This year's ICFP Contest involved origami. The idea was to "fold" sheets of origami paper in such a way that they would match the (two-dimensional) silhouettes of completed origamis. Points were awarded based on how closely the solutions matched the problem silhouettes.
There was another dimension to the contest, which involved submitting your own problems for others to try and solve, but we didn't get that far!
We finished at position #84 on the leaderboard (out of 293 registered teams, 201 of which actually scored points). This was the best-ever showing for Team K&R (although that was with the leaderboard freeze several hours before the end of the contest; we might end up at a higher or lower place than that).
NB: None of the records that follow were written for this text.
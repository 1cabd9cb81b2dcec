//! Persistence implementations
//!
//! File-based implementations of the repository traits, one JSON file per
//! table under the store directory.

mod file_airline_repo;
mod file_bag_check_repo;
mod file_bag_repo;
mod file_user_bag_repo;
mod json_table;

pub use file_airline_repo::FileAirlineRepository;
pub use file_bag_check_repo::FileBagCheckRepository;
pub use file_bag_repo::FileBagRepository;
pub use file_user_bag_repo::FileUserBagRepository;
After solving a few problems manually, we started out by trying to
simply "drop" an unfolded sheet of origami paper to cover the
silhouette. We were able to score some points this way, especially
because some of the problems were themselves simply an unfolded sheet
of paper! Then we tried folding in half once vertically, which
allowed us to more closely match the silhouette of narrower origamis.
The files paper_drop_solution.py
and fold_in_half_solution.py
implement these initial experiments.
In hv_folds.py
we attempted a more general solution. Here, our
approach was to repeatedly fold the paper in half both horizontally
and vertically until we were close to the bounding box of the
silhouette, then move the resulting folded-up rectangle to fit over
the silhouette. This worked well for problems with a tight
rectilinear bounding box whose width and height was close to 1 divided
by a power of two. For others, it didn't work so well.
Then we added the ability to fold the paper once horizontally less than halfway, and once vertically less than halfway. This allowed us to do reasonably well on problems with tight bounding boxes that were between 0.5 and 1 on a side.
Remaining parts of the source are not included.